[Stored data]
- Opening Delimiter -
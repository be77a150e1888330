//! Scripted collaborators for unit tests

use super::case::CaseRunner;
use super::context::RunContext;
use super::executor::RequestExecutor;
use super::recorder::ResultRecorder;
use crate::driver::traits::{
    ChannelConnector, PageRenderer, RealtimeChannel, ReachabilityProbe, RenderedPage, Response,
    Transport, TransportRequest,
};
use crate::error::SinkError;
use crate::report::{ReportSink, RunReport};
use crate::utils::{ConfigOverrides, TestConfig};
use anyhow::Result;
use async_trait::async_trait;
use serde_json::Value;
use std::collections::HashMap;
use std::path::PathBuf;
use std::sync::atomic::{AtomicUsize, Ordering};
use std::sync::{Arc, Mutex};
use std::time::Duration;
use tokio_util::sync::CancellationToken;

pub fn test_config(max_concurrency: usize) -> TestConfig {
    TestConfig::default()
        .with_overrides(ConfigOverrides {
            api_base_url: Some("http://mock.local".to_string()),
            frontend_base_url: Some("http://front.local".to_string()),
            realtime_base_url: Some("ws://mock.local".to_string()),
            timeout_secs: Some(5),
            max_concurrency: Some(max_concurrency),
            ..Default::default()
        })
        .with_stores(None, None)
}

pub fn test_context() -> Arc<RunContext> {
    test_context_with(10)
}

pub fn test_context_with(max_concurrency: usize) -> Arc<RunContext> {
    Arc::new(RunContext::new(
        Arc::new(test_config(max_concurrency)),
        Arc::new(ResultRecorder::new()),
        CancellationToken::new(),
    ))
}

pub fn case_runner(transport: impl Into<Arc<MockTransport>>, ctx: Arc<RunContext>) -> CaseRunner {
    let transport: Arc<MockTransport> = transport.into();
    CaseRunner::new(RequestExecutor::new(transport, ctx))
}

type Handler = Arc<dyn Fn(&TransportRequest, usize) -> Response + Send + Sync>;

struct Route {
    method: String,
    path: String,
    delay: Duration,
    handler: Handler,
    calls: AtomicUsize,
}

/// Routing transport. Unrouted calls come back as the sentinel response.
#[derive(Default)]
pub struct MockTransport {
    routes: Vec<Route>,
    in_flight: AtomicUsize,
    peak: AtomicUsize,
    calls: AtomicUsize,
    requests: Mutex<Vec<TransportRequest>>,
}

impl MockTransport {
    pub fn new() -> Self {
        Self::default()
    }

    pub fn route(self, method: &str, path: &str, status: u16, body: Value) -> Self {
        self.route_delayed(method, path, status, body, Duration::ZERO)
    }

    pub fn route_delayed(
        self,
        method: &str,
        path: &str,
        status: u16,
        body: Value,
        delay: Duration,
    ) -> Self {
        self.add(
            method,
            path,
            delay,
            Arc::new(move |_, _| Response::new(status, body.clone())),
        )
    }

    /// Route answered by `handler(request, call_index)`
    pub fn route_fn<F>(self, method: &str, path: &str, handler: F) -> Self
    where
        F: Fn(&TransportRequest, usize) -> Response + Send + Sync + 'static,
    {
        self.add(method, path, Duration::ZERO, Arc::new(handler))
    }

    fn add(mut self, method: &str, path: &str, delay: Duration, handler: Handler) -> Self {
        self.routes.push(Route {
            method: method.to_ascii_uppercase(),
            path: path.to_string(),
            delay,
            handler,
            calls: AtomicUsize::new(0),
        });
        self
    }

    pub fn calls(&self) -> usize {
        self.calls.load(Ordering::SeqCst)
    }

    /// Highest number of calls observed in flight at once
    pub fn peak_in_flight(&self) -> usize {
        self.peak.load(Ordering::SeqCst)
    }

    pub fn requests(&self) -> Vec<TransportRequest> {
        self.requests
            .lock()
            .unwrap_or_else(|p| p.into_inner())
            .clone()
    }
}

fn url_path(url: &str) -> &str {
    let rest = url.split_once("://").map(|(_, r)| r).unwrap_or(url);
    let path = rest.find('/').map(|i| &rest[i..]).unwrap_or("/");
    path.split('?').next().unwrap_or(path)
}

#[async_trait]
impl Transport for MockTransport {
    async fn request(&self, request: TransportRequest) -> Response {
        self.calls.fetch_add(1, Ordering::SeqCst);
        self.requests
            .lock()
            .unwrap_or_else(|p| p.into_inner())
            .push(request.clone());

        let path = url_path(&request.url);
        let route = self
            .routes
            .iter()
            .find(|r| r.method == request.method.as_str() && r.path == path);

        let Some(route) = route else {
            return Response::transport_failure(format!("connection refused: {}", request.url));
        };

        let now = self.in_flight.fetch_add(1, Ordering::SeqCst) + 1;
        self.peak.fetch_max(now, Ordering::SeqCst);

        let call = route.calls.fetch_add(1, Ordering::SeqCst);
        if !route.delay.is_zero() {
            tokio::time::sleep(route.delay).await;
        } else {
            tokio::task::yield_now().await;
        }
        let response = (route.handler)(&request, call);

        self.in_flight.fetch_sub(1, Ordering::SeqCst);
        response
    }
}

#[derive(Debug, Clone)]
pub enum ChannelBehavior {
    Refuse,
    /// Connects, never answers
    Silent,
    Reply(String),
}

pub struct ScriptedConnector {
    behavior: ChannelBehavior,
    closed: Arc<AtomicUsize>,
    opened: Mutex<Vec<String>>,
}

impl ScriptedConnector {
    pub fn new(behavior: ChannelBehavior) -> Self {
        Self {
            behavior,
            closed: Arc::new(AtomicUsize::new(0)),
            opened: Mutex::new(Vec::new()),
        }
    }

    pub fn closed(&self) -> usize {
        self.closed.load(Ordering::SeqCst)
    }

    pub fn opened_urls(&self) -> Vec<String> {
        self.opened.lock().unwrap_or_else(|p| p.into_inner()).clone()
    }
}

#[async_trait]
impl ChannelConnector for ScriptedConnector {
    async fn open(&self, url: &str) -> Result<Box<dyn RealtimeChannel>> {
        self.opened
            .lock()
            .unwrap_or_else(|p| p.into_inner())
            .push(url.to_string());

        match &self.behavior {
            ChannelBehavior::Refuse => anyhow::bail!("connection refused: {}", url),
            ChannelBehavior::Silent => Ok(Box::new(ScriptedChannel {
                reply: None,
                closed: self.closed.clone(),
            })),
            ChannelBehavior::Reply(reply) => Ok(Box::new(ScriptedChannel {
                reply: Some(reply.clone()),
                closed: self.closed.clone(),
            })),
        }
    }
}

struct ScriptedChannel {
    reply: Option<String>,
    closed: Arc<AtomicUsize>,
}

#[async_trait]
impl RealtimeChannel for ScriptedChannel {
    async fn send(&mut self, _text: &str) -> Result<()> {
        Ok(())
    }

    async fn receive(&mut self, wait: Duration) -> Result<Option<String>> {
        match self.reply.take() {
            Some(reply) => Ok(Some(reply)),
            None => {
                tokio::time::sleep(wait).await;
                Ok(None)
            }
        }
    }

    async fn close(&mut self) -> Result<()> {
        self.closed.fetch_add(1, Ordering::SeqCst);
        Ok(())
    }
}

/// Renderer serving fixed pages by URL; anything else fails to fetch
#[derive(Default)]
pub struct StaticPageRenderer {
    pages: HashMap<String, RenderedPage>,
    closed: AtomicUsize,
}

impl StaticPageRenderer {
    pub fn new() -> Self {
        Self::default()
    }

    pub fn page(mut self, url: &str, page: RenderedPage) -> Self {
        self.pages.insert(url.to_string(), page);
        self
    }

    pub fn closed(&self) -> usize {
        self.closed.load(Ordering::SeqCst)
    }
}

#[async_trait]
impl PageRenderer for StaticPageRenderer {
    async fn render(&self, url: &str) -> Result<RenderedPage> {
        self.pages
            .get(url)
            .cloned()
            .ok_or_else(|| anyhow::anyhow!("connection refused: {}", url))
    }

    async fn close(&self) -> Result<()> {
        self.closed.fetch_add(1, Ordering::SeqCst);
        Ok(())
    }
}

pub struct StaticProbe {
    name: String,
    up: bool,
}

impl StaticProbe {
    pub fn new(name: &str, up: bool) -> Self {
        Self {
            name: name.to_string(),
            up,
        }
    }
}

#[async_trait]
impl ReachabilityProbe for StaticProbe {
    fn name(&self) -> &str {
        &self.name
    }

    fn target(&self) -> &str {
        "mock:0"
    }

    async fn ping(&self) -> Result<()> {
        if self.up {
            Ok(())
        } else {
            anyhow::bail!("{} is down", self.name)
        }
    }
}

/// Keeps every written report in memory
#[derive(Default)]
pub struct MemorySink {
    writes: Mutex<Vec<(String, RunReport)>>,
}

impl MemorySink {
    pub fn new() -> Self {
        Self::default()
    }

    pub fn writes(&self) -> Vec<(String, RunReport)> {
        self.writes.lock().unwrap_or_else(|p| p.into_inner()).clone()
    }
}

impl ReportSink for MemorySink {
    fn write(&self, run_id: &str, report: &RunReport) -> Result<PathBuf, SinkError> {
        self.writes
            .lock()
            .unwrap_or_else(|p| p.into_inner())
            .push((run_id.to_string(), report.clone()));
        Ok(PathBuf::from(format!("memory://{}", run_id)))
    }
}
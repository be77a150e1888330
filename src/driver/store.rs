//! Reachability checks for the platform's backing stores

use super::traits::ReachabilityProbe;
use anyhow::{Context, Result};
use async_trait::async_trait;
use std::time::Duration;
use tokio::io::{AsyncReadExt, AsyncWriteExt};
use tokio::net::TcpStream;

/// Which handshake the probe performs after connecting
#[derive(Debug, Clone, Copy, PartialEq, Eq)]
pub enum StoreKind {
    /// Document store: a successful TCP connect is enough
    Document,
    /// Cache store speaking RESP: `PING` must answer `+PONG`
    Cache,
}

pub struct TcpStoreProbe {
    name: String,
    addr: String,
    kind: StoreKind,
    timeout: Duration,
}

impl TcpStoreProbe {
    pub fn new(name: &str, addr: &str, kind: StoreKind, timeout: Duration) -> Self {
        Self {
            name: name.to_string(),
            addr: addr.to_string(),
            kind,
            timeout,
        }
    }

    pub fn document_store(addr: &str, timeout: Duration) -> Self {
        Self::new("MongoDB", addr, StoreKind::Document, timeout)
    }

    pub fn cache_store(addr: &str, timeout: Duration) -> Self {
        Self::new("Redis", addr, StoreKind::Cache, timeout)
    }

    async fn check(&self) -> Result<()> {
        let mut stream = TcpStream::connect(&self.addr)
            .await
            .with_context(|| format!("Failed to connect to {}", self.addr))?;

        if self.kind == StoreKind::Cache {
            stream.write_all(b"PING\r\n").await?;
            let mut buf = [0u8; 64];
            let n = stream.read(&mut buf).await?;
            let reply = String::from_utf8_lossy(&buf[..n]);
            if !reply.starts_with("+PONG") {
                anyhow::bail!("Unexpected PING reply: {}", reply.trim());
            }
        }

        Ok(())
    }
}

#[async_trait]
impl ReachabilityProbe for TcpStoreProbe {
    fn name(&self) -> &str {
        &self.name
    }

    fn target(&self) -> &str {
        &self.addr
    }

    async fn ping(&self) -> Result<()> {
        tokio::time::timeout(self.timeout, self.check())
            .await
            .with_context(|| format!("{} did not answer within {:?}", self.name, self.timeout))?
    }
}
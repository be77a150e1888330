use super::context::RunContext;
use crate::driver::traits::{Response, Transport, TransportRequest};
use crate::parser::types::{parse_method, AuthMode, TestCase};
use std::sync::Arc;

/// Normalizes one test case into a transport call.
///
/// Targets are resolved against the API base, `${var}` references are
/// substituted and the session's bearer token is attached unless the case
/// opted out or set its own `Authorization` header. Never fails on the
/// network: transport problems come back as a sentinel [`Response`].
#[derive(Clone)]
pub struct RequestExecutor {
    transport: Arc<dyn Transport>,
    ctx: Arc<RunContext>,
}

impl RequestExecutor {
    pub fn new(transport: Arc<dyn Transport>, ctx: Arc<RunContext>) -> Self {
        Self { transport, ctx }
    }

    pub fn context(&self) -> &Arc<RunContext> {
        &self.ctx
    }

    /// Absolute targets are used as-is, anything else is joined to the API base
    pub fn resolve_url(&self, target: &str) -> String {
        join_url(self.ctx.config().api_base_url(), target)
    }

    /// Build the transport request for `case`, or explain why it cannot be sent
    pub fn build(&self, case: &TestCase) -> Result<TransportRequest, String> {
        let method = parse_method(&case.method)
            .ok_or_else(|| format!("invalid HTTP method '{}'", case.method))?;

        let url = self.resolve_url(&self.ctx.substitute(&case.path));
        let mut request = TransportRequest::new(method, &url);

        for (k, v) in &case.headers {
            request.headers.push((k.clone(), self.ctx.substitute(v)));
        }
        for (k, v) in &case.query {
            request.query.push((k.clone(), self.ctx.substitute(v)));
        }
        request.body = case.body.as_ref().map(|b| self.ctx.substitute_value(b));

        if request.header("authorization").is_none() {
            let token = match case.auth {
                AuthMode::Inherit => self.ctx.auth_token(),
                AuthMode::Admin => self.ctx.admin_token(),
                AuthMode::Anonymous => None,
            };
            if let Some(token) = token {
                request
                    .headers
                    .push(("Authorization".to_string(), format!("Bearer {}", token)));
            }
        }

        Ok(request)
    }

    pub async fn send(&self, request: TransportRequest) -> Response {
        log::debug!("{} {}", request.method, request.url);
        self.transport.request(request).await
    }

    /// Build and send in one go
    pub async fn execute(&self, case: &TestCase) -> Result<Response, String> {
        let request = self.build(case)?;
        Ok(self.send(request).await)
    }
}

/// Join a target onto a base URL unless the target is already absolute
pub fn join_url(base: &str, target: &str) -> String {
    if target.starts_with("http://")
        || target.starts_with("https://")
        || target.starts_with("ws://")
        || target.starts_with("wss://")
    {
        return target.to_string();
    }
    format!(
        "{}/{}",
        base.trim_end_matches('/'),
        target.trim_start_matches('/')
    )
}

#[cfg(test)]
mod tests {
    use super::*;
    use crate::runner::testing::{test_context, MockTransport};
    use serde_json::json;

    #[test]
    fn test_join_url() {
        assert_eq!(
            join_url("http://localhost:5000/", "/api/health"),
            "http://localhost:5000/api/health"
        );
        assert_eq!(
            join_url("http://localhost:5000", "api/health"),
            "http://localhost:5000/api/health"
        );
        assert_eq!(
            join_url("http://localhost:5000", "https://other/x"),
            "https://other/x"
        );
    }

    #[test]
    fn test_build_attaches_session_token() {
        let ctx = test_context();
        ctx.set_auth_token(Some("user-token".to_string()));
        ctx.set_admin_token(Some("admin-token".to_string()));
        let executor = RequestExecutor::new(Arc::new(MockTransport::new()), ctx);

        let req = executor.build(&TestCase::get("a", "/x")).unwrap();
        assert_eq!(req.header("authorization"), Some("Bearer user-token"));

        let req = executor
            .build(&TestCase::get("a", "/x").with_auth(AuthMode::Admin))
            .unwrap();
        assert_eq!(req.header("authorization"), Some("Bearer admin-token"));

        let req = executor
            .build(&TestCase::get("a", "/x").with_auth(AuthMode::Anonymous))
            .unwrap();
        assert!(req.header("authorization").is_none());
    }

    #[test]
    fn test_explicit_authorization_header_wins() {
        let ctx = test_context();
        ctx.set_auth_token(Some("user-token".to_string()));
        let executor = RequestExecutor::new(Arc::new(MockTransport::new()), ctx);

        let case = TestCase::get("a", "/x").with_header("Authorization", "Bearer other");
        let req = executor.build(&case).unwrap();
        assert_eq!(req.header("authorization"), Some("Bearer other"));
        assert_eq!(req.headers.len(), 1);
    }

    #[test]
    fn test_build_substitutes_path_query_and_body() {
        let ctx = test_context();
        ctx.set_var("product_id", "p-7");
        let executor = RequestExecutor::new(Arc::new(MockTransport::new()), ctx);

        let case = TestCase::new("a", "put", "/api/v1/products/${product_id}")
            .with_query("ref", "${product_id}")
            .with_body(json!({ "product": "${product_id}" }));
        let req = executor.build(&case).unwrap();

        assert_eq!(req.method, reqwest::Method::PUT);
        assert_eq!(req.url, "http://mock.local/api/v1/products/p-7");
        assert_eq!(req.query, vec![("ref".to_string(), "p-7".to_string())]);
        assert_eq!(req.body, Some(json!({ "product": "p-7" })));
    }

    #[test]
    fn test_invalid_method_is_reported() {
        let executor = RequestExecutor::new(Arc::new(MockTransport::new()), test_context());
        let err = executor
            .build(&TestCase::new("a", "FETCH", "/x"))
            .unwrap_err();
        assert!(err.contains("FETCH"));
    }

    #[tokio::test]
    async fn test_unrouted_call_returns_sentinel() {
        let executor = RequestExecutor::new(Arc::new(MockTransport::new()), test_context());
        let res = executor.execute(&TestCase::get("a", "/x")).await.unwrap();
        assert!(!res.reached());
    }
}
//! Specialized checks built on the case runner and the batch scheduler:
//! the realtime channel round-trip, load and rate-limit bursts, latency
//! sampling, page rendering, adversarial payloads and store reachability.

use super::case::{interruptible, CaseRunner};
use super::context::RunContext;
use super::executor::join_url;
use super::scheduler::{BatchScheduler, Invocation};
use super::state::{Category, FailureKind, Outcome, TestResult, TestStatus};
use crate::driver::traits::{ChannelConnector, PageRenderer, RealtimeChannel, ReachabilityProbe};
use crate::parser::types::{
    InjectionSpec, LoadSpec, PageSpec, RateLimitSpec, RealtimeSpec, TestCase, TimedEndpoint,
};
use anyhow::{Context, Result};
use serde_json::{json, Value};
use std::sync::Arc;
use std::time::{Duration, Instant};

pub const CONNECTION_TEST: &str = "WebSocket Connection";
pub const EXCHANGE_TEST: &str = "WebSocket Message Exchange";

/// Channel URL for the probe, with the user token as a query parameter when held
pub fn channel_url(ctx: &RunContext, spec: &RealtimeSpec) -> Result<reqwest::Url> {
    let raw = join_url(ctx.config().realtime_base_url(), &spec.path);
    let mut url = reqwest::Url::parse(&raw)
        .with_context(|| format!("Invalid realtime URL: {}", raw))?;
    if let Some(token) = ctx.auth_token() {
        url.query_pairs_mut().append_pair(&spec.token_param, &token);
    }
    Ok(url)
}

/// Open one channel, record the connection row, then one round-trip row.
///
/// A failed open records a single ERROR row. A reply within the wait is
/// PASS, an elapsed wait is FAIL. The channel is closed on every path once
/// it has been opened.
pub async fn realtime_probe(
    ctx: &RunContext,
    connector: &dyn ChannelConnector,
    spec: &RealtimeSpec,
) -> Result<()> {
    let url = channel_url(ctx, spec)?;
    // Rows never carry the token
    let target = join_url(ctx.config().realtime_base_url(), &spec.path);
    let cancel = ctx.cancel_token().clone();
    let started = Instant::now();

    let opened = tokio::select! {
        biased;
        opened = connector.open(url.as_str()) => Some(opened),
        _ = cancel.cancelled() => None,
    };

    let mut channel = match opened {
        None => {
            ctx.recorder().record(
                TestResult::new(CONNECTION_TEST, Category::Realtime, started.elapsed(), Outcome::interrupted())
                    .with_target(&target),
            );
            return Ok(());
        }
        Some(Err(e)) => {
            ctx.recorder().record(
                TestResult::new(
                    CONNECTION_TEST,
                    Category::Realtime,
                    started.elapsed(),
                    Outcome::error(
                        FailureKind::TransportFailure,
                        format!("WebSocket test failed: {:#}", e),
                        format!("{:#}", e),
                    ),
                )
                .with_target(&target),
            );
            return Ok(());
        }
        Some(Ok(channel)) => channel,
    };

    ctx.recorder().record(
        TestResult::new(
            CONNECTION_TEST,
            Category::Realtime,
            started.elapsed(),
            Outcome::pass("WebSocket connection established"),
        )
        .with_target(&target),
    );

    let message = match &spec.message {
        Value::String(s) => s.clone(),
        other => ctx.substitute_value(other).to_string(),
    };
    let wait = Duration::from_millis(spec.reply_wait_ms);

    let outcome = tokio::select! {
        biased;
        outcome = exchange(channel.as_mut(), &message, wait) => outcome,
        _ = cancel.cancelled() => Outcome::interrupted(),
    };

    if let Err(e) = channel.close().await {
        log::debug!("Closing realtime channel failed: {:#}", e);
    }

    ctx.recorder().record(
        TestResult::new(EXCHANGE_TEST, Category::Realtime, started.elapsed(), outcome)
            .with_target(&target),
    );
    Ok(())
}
- Closing Delimiter -
◆ **DESCRIPTION OF THE TASK**: Output exactly the lines of the records from the first through the one bearing "use anyhow::Result;", both ends included.

◆ **EXPECTED ANSWER**:
repository be77a150e1888330
//! Scripted collaborators for unit tests

use super::case::CaseRunner;
use super::context::RunContext;
use super::executor::RequestExecutor;
use super::recorder::ResultRecorder;
use crate::driver::traits::{
    ChannelConnector, PageRenderer, RealtimeChannel, ReachabilityProbe, RenderedPage, Response,
    Transport, TransportRequest,
};
use crate::error::SinkError;
use crate::report::{ReportSink, RunReport};
use crate::utils::{ConfigOverrides, TestConfig};
use anyhow::Result;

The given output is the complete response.